# Stored items from a collection

▼▼▼

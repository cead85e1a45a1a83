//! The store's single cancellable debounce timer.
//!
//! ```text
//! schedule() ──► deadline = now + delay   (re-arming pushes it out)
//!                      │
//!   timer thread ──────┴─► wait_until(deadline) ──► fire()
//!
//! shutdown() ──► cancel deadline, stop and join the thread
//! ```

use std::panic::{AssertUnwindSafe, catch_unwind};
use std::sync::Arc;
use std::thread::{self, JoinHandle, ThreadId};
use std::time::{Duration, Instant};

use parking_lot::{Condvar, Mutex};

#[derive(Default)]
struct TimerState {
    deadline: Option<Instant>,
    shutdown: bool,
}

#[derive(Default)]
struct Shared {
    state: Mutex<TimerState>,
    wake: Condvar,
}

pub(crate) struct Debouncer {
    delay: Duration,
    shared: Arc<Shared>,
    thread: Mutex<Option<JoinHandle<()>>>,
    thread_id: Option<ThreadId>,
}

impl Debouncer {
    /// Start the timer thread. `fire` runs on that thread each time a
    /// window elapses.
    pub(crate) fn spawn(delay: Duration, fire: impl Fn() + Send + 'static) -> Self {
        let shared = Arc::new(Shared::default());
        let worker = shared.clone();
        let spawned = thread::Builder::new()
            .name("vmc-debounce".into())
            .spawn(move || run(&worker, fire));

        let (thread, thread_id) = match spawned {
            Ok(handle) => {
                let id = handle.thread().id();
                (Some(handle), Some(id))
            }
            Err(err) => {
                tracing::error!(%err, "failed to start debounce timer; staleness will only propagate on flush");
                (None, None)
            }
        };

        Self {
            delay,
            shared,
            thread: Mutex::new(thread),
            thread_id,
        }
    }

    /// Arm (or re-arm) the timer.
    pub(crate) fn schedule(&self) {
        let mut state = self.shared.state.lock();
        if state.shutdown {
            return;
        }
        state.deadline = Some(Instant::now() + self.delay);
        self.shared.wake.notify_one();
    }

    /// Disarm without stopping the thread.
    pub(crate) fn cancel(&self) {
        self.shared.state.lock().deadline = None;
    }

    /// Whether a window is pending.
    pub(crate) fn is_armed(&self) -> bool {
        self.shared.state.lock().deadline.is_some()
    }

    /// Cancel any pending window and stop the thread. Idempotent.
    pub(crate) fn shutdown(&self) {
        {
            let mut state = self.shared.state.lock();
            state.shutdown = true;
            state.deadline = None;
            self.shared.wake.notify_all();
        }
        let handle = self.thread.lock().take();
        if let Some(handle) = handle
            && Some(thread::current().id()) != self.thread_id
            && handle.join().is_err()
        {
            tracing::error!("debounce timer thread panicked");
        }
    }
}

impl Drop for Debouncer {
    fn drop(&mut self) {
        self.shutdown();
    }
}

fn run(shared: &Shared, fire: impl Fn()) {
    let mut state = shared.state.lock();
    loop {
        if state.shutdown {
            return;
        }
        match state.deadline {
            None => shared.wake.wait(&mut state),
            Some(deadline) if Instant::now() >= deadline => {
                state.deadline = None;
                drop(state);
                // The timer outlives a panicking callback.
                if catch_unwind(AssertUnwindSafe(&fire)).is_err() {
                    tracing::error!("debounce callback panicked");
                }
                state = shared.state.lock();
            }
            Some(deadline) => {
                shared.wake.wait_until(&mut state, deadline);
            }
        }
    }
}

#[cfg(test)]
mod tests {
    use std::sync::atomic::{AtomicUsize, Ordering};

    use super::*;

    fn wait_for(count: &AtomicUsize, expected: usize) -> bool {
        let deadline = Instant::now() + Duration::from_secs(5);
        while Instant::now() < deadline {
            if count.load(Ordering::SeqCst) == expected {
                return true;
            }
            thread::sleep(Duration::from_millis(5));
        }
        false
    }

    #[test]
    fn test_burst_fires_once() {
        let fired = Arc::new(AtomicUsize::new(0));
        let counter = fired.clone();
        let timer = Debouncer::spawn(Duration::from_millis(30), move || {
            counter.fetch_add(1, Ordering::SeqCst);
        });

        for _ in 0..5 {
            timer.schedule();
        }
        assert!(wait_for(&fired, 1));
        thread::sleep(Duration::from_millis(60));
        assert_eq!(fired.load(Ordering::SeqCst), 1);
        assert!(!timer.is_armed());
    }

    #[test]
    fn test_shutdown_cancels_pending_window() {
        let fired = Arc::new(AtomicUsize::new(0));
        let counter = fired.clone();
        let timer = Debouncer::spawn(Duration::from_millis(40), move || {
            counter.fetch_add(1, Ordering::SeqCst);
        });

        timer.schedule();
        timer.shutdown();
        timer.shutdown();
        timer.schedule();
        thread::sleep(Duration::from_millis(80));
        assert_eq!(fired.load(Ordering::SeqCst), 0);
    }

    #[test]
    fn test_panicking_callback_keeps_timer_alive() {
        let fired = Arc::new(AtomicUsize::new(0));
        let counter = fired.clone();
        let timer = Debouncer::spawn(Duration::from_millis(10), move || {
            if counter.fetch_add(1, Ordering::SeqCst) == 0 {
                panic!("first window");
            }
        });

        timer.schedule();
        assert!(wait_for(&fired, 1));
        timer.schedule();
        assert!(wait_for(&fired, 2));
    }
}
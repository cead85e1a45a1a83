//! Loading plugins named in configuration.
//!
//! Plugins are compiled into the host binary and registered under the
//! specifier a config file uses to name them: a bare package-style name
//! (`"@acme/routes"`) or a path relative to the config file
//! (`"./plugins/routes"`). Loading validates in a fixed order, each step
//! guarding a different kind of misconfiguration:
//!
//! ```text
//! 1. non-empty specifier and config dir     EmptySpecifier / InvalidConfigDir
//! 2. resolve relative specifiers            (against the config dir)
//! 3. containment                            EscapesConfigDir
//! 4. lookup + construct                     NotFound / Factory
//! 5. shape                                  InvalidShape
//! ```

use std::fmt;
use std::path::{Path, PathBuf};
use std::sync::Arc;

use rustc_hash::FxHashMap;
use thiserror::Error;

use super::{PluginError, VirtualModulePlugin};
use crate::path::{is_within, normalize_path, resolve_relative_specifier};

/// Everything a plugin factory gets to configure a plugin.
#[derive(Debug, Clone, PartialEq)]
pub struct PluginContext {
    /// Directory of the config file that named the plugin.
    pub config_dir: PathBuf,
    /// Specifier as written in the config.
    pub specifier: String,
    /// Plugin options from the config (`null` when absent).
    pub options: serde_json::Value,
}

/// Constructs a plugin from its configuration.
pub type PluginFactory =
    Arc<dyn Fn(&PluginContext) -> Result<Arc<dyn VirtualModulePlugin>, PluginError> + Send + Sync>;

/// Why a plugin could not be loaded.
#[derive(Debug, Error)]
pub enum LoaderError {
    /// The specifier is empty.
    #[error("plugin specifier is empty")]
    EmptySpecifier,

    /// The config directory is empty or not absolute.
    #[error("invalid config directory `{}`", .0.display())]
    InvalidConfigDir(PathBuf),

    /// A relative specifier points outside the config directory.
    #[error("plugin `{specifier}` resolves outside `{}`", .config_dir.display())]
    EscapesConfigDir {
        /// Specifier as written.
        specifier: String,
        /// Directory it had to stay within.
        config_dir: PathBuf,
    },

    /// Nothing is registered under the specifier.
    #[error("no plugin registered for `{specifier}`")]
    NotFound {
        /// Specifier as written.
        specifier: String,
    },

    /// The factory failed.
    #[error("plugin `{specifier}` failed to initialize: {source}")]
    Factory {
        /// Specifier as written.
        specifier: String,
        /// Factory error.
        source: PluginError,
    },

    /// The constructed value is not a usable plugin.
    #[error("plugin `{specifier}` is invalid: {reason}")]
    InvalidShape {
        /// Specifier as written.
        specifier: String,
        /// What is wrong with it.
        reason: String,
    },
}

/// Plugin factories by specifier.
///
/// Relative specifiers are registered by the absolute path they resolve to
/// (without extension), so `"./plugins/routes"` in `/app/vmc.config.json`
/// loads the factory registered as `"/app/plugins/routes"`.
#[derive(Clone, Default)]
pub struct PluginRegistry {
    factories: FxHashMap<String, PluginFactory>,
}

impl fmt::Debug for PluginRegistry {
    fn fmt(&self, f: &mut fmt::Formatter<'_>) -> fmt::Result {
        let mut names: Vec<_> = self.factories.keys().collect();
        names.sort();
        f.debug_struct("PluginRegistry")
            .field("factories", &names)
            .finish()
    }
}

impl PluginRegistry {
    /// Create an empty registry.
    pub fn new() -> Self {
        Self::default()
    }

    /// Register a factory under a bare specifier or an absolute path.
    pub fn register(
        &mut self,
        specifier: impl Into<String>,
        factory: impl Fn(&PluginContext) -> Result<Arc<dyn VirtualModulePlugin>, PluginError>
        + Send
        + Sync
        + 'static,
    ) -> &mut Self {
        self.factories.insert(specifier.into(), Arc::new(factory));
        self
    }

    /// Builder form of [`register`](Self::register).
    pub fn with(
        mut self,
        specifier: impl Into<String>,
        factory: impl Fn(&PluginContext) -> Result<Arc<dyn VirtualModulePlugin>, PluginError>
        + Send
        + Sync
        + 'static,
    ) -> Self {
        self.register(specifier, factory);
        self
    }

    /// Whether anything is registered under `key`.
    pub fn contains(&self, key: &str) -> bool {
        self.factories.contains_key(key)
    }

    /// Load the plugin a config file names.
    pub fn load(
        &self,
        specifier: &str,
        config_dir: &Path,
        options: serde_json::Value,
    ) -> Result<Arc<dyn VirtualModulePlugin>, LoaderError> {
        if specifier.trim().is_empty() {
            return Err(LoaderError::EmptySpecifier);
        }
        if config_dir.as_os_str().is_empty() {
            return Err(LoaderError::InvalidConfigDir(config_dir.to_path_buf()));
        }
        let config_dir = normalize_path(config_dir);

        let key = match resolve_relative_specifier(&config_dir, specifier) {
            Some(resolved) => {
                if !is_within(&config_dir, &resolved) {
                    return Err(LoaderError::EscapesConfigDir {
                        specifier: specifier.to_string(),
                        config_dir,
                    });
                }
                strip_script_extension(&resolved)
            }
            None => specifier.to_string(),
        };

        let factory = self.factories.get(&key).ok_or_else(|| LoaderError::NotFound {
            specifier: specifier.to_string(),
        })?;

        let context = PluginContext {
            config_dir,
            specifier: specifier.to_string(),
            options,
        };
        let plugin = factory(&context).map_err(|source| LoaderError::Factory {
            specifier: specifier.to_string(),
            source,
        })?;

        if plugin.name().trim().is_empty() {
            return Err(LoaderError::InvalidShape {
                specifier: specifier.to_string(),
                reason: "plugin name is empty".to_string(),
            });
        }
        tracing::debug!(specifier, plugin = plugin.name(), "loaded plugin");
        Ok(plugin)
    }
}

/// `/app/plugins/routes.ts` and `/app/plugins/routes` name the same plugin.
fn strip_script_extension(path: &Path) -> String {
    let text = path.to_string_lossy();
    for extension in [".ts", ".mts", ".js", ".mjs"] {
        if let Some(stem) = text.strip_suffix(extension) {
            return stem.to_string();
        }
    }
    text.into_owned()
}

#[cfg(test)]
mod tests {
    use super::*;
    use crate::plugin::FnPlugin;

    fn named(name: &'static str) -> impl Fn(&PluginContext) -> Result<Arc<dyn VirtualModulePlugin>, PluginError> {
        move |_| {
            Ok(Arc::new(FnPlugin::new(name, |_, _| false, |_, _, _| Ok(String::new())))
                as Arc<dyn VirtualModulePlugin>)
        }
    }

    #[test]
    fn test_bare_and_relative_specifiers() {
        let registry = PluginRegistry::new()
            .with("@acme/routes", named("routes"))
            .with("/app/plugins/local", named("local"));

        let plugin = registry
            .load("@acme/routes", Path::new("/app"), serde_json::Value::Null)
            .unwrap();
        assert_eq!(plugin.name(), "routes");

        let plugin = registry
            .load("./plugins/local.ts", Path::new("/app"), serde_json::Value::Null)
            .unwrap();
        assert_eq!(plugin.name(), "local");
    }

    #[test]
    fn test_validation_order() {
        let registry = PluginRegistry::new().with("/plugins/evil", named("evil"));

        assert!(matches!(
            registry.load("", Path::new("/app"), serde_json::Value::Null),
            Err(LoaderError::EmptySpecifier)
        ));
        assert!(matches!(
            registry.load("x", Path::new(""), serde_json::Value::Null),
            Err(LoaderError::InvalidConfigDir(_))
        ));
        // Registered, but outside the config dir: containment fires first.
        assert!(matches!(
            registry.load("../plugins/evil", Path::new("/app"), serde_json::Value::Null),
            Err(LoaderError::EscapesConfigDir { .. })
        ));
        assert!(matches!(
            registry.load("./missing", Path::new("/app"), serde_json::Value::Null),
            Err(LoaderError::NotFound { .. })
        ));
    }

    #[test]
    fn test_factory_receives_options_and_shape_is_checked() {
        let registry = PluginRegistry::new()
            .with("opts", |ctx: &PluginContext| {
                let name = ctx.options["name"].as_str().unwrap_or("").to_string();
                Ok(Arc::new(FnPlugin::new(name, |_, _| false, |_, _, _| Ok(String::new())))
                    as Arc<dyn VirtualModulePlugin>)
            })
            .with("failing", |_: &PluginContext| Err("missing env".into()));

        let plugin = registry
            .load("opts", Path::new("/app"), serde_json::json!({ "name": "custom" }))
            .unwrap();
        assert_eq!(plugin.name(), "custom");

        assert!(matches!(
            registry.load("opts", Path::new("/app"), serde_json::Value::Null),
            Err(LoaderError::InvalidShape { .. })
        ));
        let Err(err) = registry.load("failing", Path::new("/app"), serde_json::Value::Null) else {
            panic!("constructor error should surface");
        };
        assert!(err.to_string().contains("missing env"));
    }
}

▲▲▲

# Task details
Work through the entries, filtering for the string "tracing", and copy each line that holds it.

# Answer box
                tracing::error!(%err, "failed to start debounce timer; staleness will only propagate on flush");
            tracing::error!("debounce timer thread panicked");
                    tracing::error!("debounce callback panicked");
        tracing::debug!(specifier, plugin = plugin.name(), "loaded plugin");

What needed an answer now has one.